### WHAT THIS TASK INVOLVES
Every line below that holds the word "templateData" must be listed.

### INPUT MATERIAL
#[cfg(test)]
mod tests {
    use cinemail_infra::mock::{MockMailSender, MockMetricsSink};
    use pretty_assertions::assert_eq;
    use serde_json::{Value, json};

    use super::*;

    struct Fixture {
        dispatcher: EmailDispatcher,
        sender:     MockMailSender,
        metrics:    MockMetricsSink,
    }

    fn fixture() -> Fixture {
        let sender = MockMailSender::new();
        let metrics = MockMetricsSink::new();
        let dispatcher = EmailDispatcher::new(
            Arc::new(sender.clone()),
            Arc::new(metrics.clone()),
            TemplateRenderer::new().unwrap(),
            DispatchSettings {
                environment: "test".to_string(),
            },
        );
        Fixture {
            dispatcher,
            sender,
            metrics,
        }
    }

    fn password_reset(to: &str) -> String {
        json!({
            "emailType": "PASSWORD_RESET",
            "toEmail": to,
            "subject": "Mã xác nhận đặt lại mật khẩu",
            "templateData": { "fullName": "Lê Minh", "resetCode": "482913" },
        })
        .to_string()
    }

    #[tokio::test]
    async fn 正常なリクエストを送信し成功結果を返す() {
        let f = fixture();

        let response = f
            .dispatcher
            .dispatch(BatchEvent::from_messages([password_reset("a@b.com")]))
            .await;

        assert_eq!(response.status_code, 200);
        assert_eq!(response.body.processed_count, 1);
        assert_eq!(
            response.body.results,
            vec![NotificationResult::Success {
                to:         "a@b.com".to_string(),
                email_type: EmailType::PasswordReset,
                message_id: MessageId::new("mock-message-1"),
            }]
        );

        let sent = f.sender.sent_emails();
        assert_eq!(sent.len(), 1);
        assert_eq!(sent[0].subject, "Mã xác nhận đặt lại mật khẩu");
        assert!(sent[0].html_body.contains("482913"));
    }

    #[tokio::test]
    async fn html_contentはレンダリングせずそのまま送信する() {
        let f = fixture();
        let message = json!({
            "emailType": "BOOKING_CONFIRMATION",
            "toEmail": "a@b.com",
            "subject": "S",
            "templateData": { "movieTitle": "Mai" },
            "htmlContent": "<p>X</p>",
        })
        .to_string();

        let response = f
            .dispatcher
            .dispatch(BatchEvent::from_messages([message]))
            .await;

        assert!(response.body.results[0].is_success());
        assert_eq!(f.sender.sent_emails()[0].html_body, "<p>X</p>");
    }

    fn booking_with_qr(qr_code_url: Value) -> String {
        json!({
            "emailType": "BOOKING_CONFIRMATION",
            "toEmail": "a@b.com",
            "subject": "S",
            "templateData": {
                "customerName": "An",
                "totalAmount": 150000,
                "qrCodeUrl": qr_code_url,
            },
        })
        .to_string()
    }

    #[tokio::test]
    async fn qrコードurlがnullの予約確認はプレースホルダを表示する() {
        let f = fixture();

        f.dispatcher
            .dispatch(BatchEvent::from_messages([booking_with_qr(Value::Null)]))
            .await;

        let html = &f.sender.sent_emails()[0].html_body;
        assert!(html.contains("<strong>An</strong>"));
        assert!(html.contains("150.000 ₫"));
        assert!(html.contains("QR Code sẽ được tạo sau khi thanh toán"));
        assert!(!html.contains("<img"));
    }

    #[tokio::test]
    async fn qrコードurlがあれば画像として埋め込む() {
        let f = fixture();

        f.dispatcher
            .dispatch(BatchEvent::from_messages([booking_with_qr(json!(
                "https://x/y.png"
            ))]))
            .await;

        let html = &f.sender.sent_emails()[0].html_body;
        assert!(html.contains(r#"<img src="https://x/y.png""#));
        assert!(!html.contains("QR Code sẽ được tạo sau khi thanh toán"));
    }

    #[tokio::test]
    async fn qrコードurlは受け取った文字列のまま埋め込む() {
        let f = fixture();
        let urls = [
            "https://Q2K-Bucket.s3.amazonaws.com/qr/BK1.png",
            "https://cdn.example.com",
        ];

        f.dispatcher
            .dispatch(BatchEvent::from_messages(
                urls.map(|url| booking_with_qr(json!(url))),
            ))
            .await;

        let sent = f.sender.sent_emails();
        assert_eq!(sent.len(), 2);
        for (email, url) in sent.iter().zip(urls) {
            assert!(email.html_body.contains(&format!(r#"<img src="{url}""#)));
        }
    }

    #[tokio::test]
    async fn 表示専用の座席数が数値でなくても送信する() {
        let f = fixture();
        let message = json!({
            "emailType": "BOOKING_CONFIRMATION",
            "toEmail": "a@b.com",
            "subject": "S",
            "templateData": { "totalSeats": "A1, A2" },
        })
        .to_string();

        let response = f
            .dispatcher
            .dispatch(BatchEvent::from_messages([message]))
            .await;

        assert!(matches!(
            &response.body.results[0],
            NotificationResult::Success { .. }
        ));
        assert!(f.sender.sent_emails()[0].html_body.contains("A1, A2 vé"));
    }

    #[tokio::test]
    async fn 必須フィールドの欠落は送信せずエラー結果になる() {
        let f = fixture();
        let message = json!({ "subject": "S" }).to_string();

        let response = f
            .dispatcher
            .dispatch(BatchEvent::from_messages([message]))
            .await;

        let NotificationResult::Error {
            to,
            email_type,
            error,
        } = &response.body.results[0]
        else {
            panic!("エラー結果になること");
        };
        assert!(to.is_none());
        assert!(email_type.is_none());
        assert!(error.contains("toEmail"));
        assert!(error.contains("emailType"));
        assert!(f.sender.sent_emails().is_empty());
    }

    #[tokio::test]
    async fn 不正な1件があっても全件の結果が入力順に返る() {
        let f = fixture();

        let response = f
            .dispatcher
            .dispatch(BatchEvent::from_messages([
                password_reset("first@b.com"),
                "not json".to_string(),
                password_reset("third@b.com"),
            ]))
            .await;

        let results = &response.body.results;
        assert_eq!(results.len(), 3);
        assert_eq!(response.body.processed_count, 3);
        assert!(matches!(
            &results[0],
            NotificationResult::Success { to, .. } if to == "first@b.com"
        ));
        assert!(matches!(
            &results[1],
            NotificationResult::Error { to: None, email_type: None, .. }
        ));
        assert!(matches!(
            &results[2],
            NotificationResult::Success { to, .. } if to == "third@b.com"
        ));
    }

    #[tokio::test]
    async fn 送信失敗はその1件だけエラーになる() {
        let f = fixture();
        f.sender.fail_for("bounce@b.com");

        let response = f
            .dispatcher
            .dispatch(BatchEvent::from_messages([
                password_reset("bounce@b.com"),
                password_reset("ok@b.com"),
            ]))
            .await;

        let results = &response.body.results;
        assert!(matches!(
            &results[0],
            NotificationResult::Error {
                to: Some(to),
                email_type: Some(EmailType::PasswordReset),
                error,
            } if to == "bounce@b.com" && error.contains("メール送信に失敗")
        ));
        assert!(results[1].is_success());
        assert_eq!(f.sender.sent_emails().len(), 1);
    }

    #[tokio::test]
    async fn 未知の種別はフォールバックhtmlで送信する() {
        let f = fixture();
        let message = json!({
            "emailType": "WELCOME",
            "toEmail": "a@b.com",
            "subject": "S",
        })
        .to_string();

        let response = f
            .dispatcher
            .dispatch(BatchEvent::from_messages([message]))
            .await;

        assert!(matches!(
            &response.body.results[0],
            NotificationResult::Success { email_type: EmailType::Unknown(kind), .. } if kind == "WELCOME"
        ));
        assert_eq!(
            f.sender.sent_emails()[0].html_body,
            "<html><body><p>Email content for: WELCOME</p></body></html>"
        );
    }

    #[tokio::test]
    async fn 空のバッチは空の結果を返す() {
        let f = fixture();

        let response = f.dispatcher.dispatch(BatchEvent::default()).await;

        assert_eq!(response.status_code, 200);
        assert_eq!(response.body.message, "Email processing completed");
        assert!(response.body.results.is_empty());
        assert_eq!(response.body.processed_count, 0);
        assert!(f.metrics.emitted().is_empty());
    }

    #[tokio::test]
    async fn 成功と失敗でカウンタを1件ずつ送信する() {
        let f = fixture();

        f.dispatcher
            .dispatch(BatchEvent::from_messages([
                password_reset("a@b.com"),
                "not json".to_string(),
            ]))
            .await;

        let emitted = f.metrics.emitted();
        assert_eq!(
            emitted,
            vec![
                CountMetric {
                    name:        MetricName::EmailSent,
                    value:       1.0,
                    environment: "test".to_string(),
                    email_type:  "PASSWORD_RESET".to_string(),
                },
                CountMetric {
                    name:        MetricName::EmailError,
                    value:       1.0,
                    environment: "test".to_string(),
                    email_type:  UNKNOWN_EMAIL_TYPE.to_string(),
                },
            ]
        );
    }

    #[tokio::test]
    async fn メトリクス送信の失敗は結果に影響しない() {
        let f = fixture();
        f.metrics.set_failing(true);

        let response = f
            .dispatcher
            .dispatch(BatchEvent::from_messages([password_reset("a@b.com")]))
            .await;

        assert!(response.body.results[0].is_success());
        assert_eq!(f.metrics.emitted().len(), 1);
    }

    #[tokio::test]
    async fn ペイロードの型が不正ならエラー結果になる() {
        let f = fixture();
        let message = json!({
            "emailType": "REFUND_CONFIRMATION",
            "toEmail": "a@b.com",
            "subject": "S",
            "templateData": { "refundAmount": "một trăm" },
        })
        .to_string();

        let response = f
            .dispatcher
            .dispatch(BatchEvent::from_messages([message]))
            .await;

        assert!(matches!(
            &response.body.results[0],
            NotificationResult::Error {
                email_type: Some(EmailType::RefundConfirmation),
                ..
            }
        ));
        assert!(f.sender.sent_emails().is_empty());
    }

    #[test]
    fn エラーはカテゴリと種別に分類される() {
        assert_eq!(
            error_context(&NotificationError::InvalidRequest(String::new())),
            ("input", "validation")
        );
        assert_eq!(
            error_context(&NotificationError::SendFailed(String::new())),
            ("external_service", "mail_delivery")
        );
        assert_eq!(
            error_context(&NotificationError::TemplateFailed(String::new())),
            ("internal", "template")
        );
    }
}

### SOLUTION
            "templateData": { "fullName": "Lê Minh", "resetCode": "482913" },
            "templateData": { "movieTitle": "Mai" },
            "templateData": {
            "templateData": { "totalSeats": "A1, A2" },
            "templateData": { "refundAmount": "một trăm" },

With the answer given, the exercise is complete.